Nord? Popolo? Questione settentrionale? Ma la Lega, quando le andava bene, rastrellava il 30 % dei voti validi in Lombardia e in Veneto, molto meno nel resto della cosiddetta Padania: mai rappresentato più del 10-15 % degli elettori nordisti. Il che non cancella il suo ruolo storico nella caduta della Prima Repubblica e nel sostegno a Mani Pulite, quando tutti i vecchi partiti avrebbero volentieri spedito Di Pietro in Aspromonte o in Barbagia. Ma son passati vent’anni. L’ultima volta che Bossi fece qualcosa di utile fu nel ‘94, quando rovesciò B., giocandosi tutto mentre il Cainano si comprava i leghisti a uno a uno (ci volle tutto l’impegno di D’Alema per resuscitarlo con la Bicamerale). Ma son passati 18 anni. Poi la Lega divenne un tragicomico caravanserraglio di pagliacci, parassiti, cialtroni, molti razzisti, qualche ladro, parecchi servi. L’ampolla, il matrimonio celtico, il druido, Odino, il tricolore nel cesso, i terun, i negher, foera di ball, il dito medio, il gesto dell’ombrello, le pernacchie, il ce l’ho duro, i kalashnikov, le camicie i fazzoletti le cravatte verdi, il parlamento padano, la moneta padana, la banca padana, il villaggio vacanze in Croazia, l’amico Fiorani, le zolle di Pontida, l’uscita dall’euro.
Si sono inventati tre trovate da avanspettacolo di strapaese – la secessiùn, il federalismooo, la devolusssion – e ci han campato per due decenni alle spalle del cosiddetto “popolo”. Ma, sotto sotto, di quell’armamentario carnevalesco, ridevano anche i leader, ben felici di trovare qualche milione di persone disposto a bersi tutto come l’acqua del dio Po e a rimandarli a Roma ladrona, a occupar poltrone come tutti gli altri. In un raro momento di lucidità, Calderoli, divenuto ministro, confessò al Corriere: “Su di me non avrei scommesso un soldo”. Ora è nientemeno che triumviro, ma la sua fidanzata Gianna Gancia, che lo conosce bene, fa sapere che “Roberto non va bene, ha il faccione e veste male, va da un sarto quasi cieco”. Senza contare che un giorno, colto da raptus, incenerì col lanciafiamme “375 mila leggi inutili”, fra cui i decreti di annessione del Veneto e del ducato di Mantova al Regno d’Italia. Ora sui giornali è tutto un rincorrersi di versioni assolutorie per il grande capo: han fatto tutto il cerchio magico, la famiglia famelica, la moglie fattucchiera, i figli spendaccioni, la badante Rosi, il tesoriere ladro, all’insaputa del povero infermo.
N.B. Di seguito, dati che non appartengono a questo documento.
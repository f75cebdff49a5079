//! Destinations for rendered grids.
//!
//! [`plot_grid`](crate::plot_grid) never draws on its own: it hands each
//! reshaped row to an [`ImageSink`] as a [`Frame`]. A sink may keep the grid
//! in memory, encode it to a file, or collect it into a larger sheet.

mod montage;
mod png;

pub use montage::MontageSink;
pub use png::PngSink;

use ndarray::ArrayView2;

use crate::error::Result;
use crate::grid::Grid;

/// One reshaped row on its way to a sink.
#[derive(Debug, Clone, Copy)]
pub struct Frame<'a> {
    /// Row index in the source matrix.
    pub index: usize,

    /// Caller supplied title, possibly empty.
    pub title: &'a str,

    /// The `d1 x d2` grid for this row.
    pub grid: ArrayView2<'a, f32>,
}

impl Frame<'_> {
    /// Human readable label: `"<title> #<index>"`, or `"#<index>"` without a title.
    #[must_use]
    pub fn label(&self) -> String {
        if self.title.is_empty() {
            format!("#{}", self.index)
        } else {
            format!("{} #{}", self.title, self.index)
        }
    }
}

/// A surface that rendered grids are sent to.
pub trait ImageSink {
    /// Render a single frame.
    ///
    /// # Errors
    ///
    /// Returns an error if the frame cannot be rendered or stored.
    fn render(&mut self, frame: &Frame<'_>) -> Result<()>;

    /// Called once after the last frame of a plot.
    ///
    /// # Errors
    ///
    /// Returns an error if buffered output cannot be written.
    fn finish(&mut self) -> Result<()> {
        Ok(())
    }
}

impl<S: ImageSink + ?Sized> ImageSink for &mut S {
    fn render(&mut self, frame: &Frame<'_>) -> Result<()> {
        (**self).render(frame)
    }

    fn finish(&mut self) -> Result<()> {
        (**self).finish()
    }
}

/// An owned copy of a rendered frame.
#[derive(Debug, Clone, PartialEq)]
pub struct RenderedImage {
    pub index: usize,
    pub title: String,
    pub grid: Grid,
}

/// Sink that keeps every frame in memory.
#[derive(Debug, Default)]
pub struct MemorySink {
    images: Vec<RenderedImage>,
}

impl MemorySink {
    #[must_use]
    pub fn new() -> Self {
        Self::default()
    }

    /// Frames received so far, in arrival order.
    #[must_use]
    pub fn images(&self) -> &[RenderedImage] {
        &self.images
    }

    #[must_use]
    pub fn into_images(self) -> Vec<RenderedImage> {
        self.images
    }

    #[must_use]
    pub fn len(&self) -> usize {
        self.images.len()
    }

    #[must_use]
    pub fn is_empty(&self) -> bool {
        self.images.is_empty()
    }
}

impl ImageSink for MemorySink {
    fn render(&mut self, frame: &Frame<'_>) -> Result<()> {
        self.images.push(RenderedImage {
            index: frame.index,
            title: frame.title.to_string(),
            grid: frame.grid.to_owned(),
        });
        Ok(())
    }
}

/// File name stem derived from a title: lowercase `[a-z0-9_-]`, `grid` if empty.
pub(crate) fn file_stem(title: &str) -> String {
    let slug: String = title
        .chars()
        .map(|c| match c {
            'a'..='z' | '0'..='9' | '-' | '_' => c,
            'A'..='Z' => c.to_ascii_lowercase(),
            _ => '_',
        })
        .collect();
    let slug = slug.trim_matches('_');

    if slug.is_empty() {
        "grid".to_string()
    } else {
        slug.to_string()
    }
}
A parte il fatto che Bossi sapeva da mesi, almeno da quando i giornali lo informarono che Belsito aveva portato 7 milioni in Tanzania e questo lo ricattò sui soldi alla Family per salvare la cadrega, chi ha scelto Belsito? Bossi. Chi ha mandato in Regione il Trota a 12 mila euro al mese? Bossi (senza contare i presunti 20 milioni di fondi neri da lui girati all’ex tesoriere Balocchi). Il resto sono lacrime di coccodrillo. Ma la mano leggera e l’occhio umido di molti giornali nasconde una coda di paglia lunga così: per anni han preso sul serio quei gaglioffi e il loro federalismo da baraccone. Anche le parole tenere e commosse degli altri capi-partito celano la coda di paglia di chi sa benissimo che la truffa dei “rimborsi” senza controllo riguarda tutti: oggi è toccato a Bossi, domani potrebbe toccare a loro. Ieri mattina infatti, letti i giornali, il Senatur ha prontamente cambiato parole d’ordine: non più l’ “ho sbagliato” della sera prima, ma “è un complotto” dei soliti pm.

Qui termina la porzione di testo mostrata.